Trois jours après l’enterrement de son frère, Dominique agit comme témoin une nouvelle fois lors d’un mariage.  Sa nièce, Madeleine Archange Savard, la fille de Jean Baptiste Savard son voisin et beau-frère en première noce épouse un gars de la baie Saint-Paul[6].  Quatre ans auparavant, c’est cette nièce qui avait été la marraine d’Élisée, l’avant-dernier enfant de Dominique et Marie Magdeleine

Le curé qui dirige la paroisse depuis 1793, Louis Antoine Langlois est d’un naturel sévère.  Il avait une haine des âmes hypocrites et impénitentes selon ses propres confrères.  Sa sévérité était telle que ses paroissiens quand ils le pouvaient allaient chercher leurs sacrements dans une autre paroisse sur la côte[7].  Comme il voyait le mal partout, il ne pouvait se résoudre à baptiser un enfant né de l’amour non consacré par l’église ou à tout le moins de nommé cette enfant.  C’est ainsi qu’en juillet 1800 encore une fois, comme en 1796 il baptise une « Marie Victoire née de parents inconnu ».  Cette fois-ci, c’est le meunier Pierre Boudreau et sa sœur Marie qui sont nommés comme parrain et marraine[8].

Dominique a grandi avec Pierre Savard (1737-1809), il l’a côtoyé tout au long de sa vie; du même âge, il semble, de par les registres et les histoires nous étant parvenus à ce jour, avoir fait les cent coups ensemble.  Pierre est le fils du frère aîné de feu Geneviève, lui aussi prénommé Pierre (1712-1780).  À l’automne, Dominique agit comme témoin lors de la sépulture de Pierre Savard, le troisième (1762-1800), le fils de son ami d’enfance dont l’épouse est enceinte de sept mois[9].    

La petite île de l’ancêtre Sébastien a bien changé depuis le jour de son arrivée vers 1722.  Certains commerçants s’y sont installés pour le compte de ces messieurs du Séminaire, les premiers emplacitaires sont arrivés depuis maintenant une quarantaine d’années et l’ouverture du poste de pilotage officielle à amener son lot de passants de toutes sortes.  L’Isle à tellement changé qu’à la vieille de Noël, le curé « a inhumé dans le cimetière de cette paroisse le corps de Pierre Laventure pauvre mendiant résidant dans cette paroisse depuis deux ou trois ans… âgé d’environ vingt-trois ans »[10].  Ce Laventure devait être un enfant de l’un des nombreux fils de François Laventure dit Madran (c.1711-1769) d’origine inconnue qui vécut avec ses fils dans la région de Berthier-en-Haut[11].  Dominique avait bien vu ce genre de misère lors de ses passages comme pilote à Québec, mais aujourd’hui cette misère, toute urbaine qu’elle soit, est rendue à l’Isle. 

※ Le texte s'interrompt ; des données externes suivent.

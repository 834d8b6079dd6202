//! Deciding when reconciliation runs
//!
//! A single worker task owns the pass loop. Triggers only wake the worker;
//! a wake-up that arrives while a pass is running is remembered once, so any
//! burst of triggers during a pass yields exactly one follow-up pass.

use std::fmt;
use std::sync::atomic::{AtomicBool, AtomicU64, Ordering};
use std::sync::Arc;

use tokio::sync::{watch, Mutex, Notify};
use tokio::task::JoinHandle;
use tokio::time::{interval_at, Instant, Interval, MissedTickBehavior};

use super::reconciler::{PassReport, Reconciler};
use super::status::SyncStatus;
use crate::config::SyncSettings;
use crate::error::Result;
use crate::services::StoreService;
use crate::state::SyncState;
use crate::util::now_millis;

/// Why a pass was requested
#[derive(Debug, Clone, Copy, PartialEq, Eq)]
pub enum SyncTrigger {
    /// App became visible
    Foreground,
    /// Network went from offline to online
    ConnectivityRestored,
    /// Periodic tick while online
    Interval,
    /// A local mutation was enqueued
    LocalMutation,
    /// Explicit user request
    Manual,
}

impl fmt::Display for SyncTrigger {
    fn fmt(&self, f: &mut fmt::Formatter<'_>) -> fmt::Result {
        f.write_str(match self {
            Self::Foreground => "foreground",
            Self::ConnectivityRestored => "connectivity restored",
            Self::Interval => "interval",
            Self::LocalMutation => "local mutation",
            Self::Manual => "manual",
        })
    }
}

struct Inner {
    reconciler: Reconciler,
    store: StoreService,
    settings: SyncSettings,
    wake: Notify,
    stop: Notify,
    stopping: AtomicBool,
    online: AtomicBool,
    last_trigger: std::sync::Mutex<Option<SyncTrigger>>,
    pass_lock: Mutex<()>,
    passes: AtomicU64,
    status: watch::Sender<SyncStatus>,
}

/// Schedules reconciliation passes and publishes sync status
pub struct SyncOrchestrator {
    inner: Arc<Inner>,
    worker: Mutex<Option<JoinHandle<()>>>,
}

impl SyncOrchestrator {
    /// Spawn the worker. Must be called inside a tokio runtime.
    pub async fn start(
        reconciler: Reconciler,
        store: StoreService,
        settings: SyncSettings,
        online: bool,
    ) -> Result<Self> {
        let (status, _) = watch::channel(SyncStatus {
            online,
            storage_mode: store.mode().clone(),
            last_sync_at: store.last_sync_at().await?,
            ..SyncStatus::default()
        });

        let inner = Arc::new(Inner {
            reconciler,
            store,
            settings,
            wake: Notify::new(),
            stop: Notify::new(),
            stopping: AtomicBool::new(false),
            online: AtomicBool::new(online),
            last_trigger: std::sync::Mutex::new(None),
            pass_lock: Mutex::new(()),
            passes: AtomicU64::new(0),
            status,
        });
        inner.refresh_status().await?;

        let worker = tokio::spawn(Inner::run(Arc::clone(&inner)));
        Ok(Self {
            inner,
            worker: Mutex::new(Some(worker)),
        })
    }

    /// Request a pass. Ignored while offline unless `Manual`.
    pub fn trigger(&self, reason: SyncTrigger) {
        if !self.is_online() && reason != SyncTrigger::Manual {
            return;
        }
        if let Ok(mut last) = self.inner.last_trigger.lock() {
            *last = Some(reason);
        }
        self.inner.wake.notify_one();
    }

    /// Report connectivity; going online triggers a pass
    pub fn set_online(&self, online: bool) {
        let was_online = self.inner.online.swap(online, Ordering::SeqCst);
        self.inner.status.send_modify(|status| {
            status.online = online;
            if !online {
                status.state = SyncState::Offline;
            }
        });
        if online && !was_online {
            tracing::info!("Connectivity restored");
            self.trigger(SyncTrigger::ConnectivityRestored);
        } else if !online && was_online {
            tracing::info!("Connectivity lost; changes stay queued");
        }
    }

    pub fn is_online(&self) -> bool {
        self.inner.online.load(Ordering::SeqCst)
    }

    pub fn foreground(&self) {
        self.trigger(SyncTrigger::Foreground);
    }

    /// Run a pass now and wait for it; `None` while offline
    pub async fn sync_now(&self) -> Result<Option<PassReport>> {
        self.inner.execute(SyncTrigger::Manual).await
    }

    /// Recompute queue counts after an out-of-band change
    pub async fn refresh_status(&self) -> Result<()> {
        self.inner.refresh_status().await
    }

    pub fn status(&self) -> SyncStatus {
        self.inner.status.borrow().clone()
    }

    pub fn watch_status(&self) -> watch::Receiver<SyncStatus> {
        self.inner.status.subscribe()
    }

    /// Stop the worker, waiting for a running pass to finish
    pub async fn shutdown(&self) {
        self.inner.stopping.store(true, Ordering::SeqCst);
        self.inner.stop.notify_one();
        let worker = self.worker.lock().await.take();
        if let Some(worker) = worker {
            if let Err(error) = worker.await {
                tracing::warn!("Sync worker ended abnormally: {error}");
            }
        }
        tracing::debug!("Sync orchestrator stopped");
    }
}

impl Inner {
    async fn run(self: Arc<Self>) {
        let mut ticker = self.settings.interval.map(|period| {
            let mut ticker = interval_at(Instant::now() + period, period);
            ticker.set_missed_tick_behavior(MissedTickBehavior::Delay);
            ticker
        });

        loop {
            let trigger = tokio::select! {
                () = self.stop.notified() => break,
                () = self.wake.notified() => self.take_trigger(),
                () = next_tick(&mut ticker) => SyncTrigger::Interval,
            };
            if self.stopping.load(Ordering::SeqCst) {
                break;
            }
            if let Err(error) = self.execute(trigger).await {
                tracing::warn!("Sync pass failed: {error}");
            }
        }
    }

    fn take_trigger(&self) -> SyncTrigger {
        self.last_trigger
            .lock()
            .ok()
            .and_then(|mut last| last.take())
            .unwrap_or(SyncTrigger::Manual)
    }

    async fn execute(&self, trigger: SyncTrigger) -> Result<Option<PassReport>> {
        if !self.online.load(Ordering::SeqCst) {
            tracing::debug!("Skipping {trigger} pass while offline");
            self.status.send_modify(|status| status.state = SyncState::Offline);
            return Ok(None);
        }

        let _pass = self.pass_lock.lock().await;
        tracing::debug!("Starting sync pass ({trigger})");
        self.status.send_modify(|status| status.state = SyncState::Syncing);

        let result = self.reconciler.run_pass().await;
        let passes = self.passes.fetch_add(1, Ordering::SeqCst) + 1;

        let mut last_sync_at = None;
        let (state, last_error) = match &result {
            Ok(report) if report.halted => (SyncState::Error, report.last_error.clone()),
            Ok(report) => {
                if report.is_clean() {
                    let now = now_millis();
                    if let Err(error) = self.store.set_last_sync_at(now).await {
                        tracing::warn!("Could not persist last sync time: {error}");
                    }
                    last_sync_at = Some(now);
                }
                let state = if report.retried > 0 || report.abandoned > 0 {
                    SyncState::Error
                } else {
                    SyncState::Synced
                };
                (state, report.last_error.clone())
            }
            Err(error) => (SyncState::Error, Some(error.to_string())),
        };

        self.status.send_modify(|status| {
            status.state = state;
            status.last_error = last_error;
            status.passes_completed = passes;
            if last_sync_at.is_some() {
                status.last_sync_at = last_sync_at;
            }
        });
        self.refresh_status().await?;

        result.map(Some)
    }

    async fn refresh_status(&self) -> Result<()> {
        let (pending_count, dead_letter_count) = self.store.operation_counts().await?;
        let online = self.online.load(Ordering::SeqCst);
        self.status.send_modify(|status| {
            status.pending_count = pending_count;
            status.dead_letter_count = dead_letter_count;
            status.online = online;
            if !online {
                status.state = SyncState::Offline;
            } else if status.state == SyncState::Offline {
                status.state = SyncState::Synced;
            }
            if dead_letter_count > 0 && status.state == SyncState::Synced {
                status.state = SyncState::Error;
            }
        });
        Ok(())
    }
}

async fn next_tick(ticker: &mut Option<Interval>) {
    match ticker {
        Some(ticker) => {
            ticker.tick().await;
        }
        None => std::future::pending::<()>().await,
    }
}

#[cfg(test)]
mod tests {
    use pretty_assertions::assert_eq;
    use tokio::sync::broadcast;

    use super::*;
    use crate::remote::{MemoryRemote, RemoteClient};

    async fn orchestrator(store: &StoreService) -> SyncOrchestrator {
        let remote: Arc<dyn RemoteClient> = Arc::new(MemoryRemote::new());
        let settings = SyncSettings::default().without_interval();
        let (notices, _) = broadcast::channel(8);
        let reconciler = Reconciler::new(store.clone(), remote, settings.clone(), notices);
        SyncOrchestrator::start(reconciler, store.clone(), settings, true)
            .await
            .unwrap()
    }

    fn require_send<T: Send>(_: &T) {}

    #[tokio::test(flavor = "multi_thread")]
    async fn pass_futures_can_move_between_threads() {
        let store = StoreService::open_in_memory().await.unwrap();
        let orchestrator = orchestrator(&store).await;

        let pass = orchestrator.sync_now();
        require_send(&pass);
        assert!(pass.await.unwrap().is_some());

        orchestrator.shutdown().await;
    }

    #[tokio::test(flavor = "multi_thread")]
    async fn status_leaves_syncing_when_sync_time_cannot_be_saved() {
        let store = StoreService::open_in_memory().await.unwrap();
        let orchestrator = orchestrator(&store).await;
        store
            .lock()
            .await
            .connection()
            .execute("DROP TABLE settings", ())
            .await
            .unwrap();

        let report = orchestrator.sync_now().await.unwrap().unwrap();
        assert!(report.is_clean());

        let status = orchestrator.status();
        assert_eq!(status.state, SyncState::Synced);
        assert_eq!(status.passes_completed, 1);
        assert!(status.last_sync_at.is_some());

        orchestrator.shutdown().await;
    }
}
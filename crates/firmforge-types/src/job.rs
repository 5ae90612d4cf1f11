//! Job lifecycle types
//!
//! A job owns one workspace. Internally it moves through
//! `Compiling -> Succeeded | Failed`, and is deleted either explicitly, by the
//! failure-path cleanup, or by the retention sweep.

use crate::JobId;
use serde::{Deserialize, Serialize};
use std::path::PathBuf;

/// Located build artifact.
#[derive(Debug, Clone, PartialEq, Eq, Serialize, Deserialize)]
pub struct ArtifactRef {
    /// File name, e.g. `firmware.hex`
    pub name: String,

    /// Absolute path inside the job workspace (never exposed to clients)
    #[serde(skip)]
    pub path: PathBuf,

    /// Size in bytes
    pub size: u64,
}

impl ArtifactRef {
    /// Extension of the artifact file, lower-cased.
    pub fn extension(&self) -> Option<String> {
        self.path
            .extension()
            .and_then(|e| e.to_str())
            .map(|e| e.to_ascii_lowercase())
    }
}

/// Why a build produced no artifact.
#[derive(Debug, Clone, PartialEq, Eq, Serialize, Deserialize)]
#[serde(tag = "kind", rename_all = "snake_case")]
pub enum FailureKind {
    /// The toolchain ran and exited unsuccessfully
    Build { exit_code: Option<i32> },

    /// The toolchain exceeded the wall-clock limit and was killed
    Timeout { secs: u64 },

    /// The toolchain could not be started at all
    Launch { reason: String },
}

/// Result of one compile job.
#[derive(Debug, Clone, PartialEq, Eq, Serialize, Deserialize)]
pub struct CompileReport {
    pub job_id: JobId,
    pub success: bool,
    pub message: String,

    /// Trailing part of the toolchain's stdout
    pub stdout: String,

    /// Trailing part of stderr, or a synthetic diagnostic; only on failure
    pub stderr: Option<String>,

    /// Artifact located after a successful build, if any
    pub artifact: Option<ArtifactRef>,

    /// Failure classification when `success` is false
    pub failure: Option<FailureKind>,

    /// Wall-clock duration of the toolchain run
    pub elapsed_ms: u64,
}

/// Internally tracked job phase.
#[derive(Debug, Clone, Copy, PartialEq, Eq, Serialize, Deserialize)]
#[serde(rename_all = "snake_case")]
pub enum JobPhase {
    Compiling,
    Succeeded,
    Failed,
}

/// Externally visible job state.
#[derive(Debug, Clone, PartialEq, Eq)]
pub enum JobStatus {
    /// Never created, already deleted, or unknown identifier
    NotFound,

    /// The build task is still running
    Compiling,

    /// An artifact was located
    Completed { artifact: ArtifactRef },

    /// The build finished without an artifact
    Failed {
        message: String,
        errors: Option<String>,
    },

    /// A workspace exists but holds no artifact and no build is tracked for it
    PendingOrFailed,
}

impl JobStatus {
    /// Wire name of the state.
    pub fn as_str(&self) -> &'static str {
        match self {
            JobStatus::NotFound => "not_found",
            JobStatus::Compiling => "compiling",
            JobStatus::Completed { .. } => "completed",
            JobStatus::Failed { .. } => "failed",
            JobStatus::PendingOrFailed => "pending_or_failed",
        }
    }
}

/// Listing entry for a known job.
#[derive(Debug, Clone, Serialize, Deserialize)]
pub struct JobSummary {
    pub job_id: JobId,

    /// Board alias the job was submitted for, when tracked
    pub target: Option<String>,

    /// Tracked phase; `None` for workspaces found on disk only
    pub phase: Option<JobPhase>,

    /// Whether the job still owns a workspace
    pub has_workspace: bool,

    /// Last time the job changed
    pub updated_at: chrono::DateTime<chrono::Utc>,
}

#[cfg(test)]
mod tests {
    use super::*;

    #[test]
    fn test_status_wire_names() {
        assert_eq!(JobStatus::NotFound.as_str(), "not_found");
        assert_eq!(JobStatus::Compiling.as_str(), "compiling");
        assert_eq!(JobStatus::PendingOrFailed.as_str(), "pending_or_failed");
        assert_eq!(
            JobStatus::Failed {
                message: "Compilation failed".to_string(),
                errors: None
            }
            .as_str(),
            "failed"
        );
    }

    #[test]
    fn test_artifact_path_not_serialized() {
        let artifact = ArtifactRef {
            name: "firmware.hex".to_string(),
            path: PathBuf::from("/tmp/x/.pio/build/target/firmware.hex"),
            size: 42,
        };
        let json = serde_json::to_value(&artifact).unwrap();
        assert_eq!(json["name"], "firmware.hex");
        assert_eq!(json["size"], 42);
        assert!(json.get("path").is_none());
        assert_eq!(artifact.extension().as_deref(), Some("hex"));
    }

    #[test]
    fn test_failure_kind_tagging() {
        let json = serde_json::to_value(FailureKind::Timeout { secs: 300 }).unwrap();
        assert_eq!(json["kind"], "timeout");
        assert_eq!(json["secs"], 300);
    }
}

« La  grande Madeleine » est en demande en 1801.  Elle est marraine de nouveau-nés à deux reprises.  Tout d’abord en mars, la « femme de Dominique Hervé » agit à ce titre pour l’enfant de Pierre (1769-1806), le plus jeune de ses frères et « de Marie Josephe Audet dite Lapointe son épouse »[12].   Puis, comme de coutume une jeune mère, Geneviève Gontier (1774-post.1806)[13], vient passer sa grossesse chez ses parents à l’Isle, Louis Gontier et Geneviève Bouchard que nous avons connus au chapitre précédent, pendant que son mari, Joseph Marie Jean (1772-post.1806), trime sur leur terre aux Éboulements.  En août, Geneviève donne naissance à des jumeaux.   Marie Magdeleine est marraine de l’enfant mâle Étienne Gaspard.  L’accouchement fut difficile et la mère passera l’hiver chez ses parents.  Le petit Étienne Gaspard ne survivra que deux mois[14].

Dominique traversera à la Malbaye pour donner la cadette de ses filles, Marie Geneviève, en mariage le 6 octobre 1801.  Marie Geneviève demeure chez sa soeur Marie Anne à la Malbaye depuis un certain temps lorsqu’elle rencontre Joseph Brassard (1781-1848), un jeune homme de vingt ans au moment du mariage[15]; elle y est déjà en 1798 alors qu’elle agit comme marraine de sa nièce[16].  Marie Geneviève, on s’en souviendra, est la dernière fille qu’eue Geneviève Savard avec Dominique avant de mourir en gésine.  Sa sœur Marie Anne, de dix-huit ans son aînée s’en était toujours occupée.  

À travers la disparition de presque toute une famille emportée par la maladie, le sixième curé de l’Isle, Louis Antoine Langlois, nous confirme le jeune âge auquel les enfants prennent très vite un rôle adulte dans cette petite société sans qu’ils soient majeurs sous la loi.  Ainsi « a été inhumé dans le cimetière de cette paroisse le corps de Louis Perron cultivateur de cette paroisse… âgé de quinze ans et demi… »[17].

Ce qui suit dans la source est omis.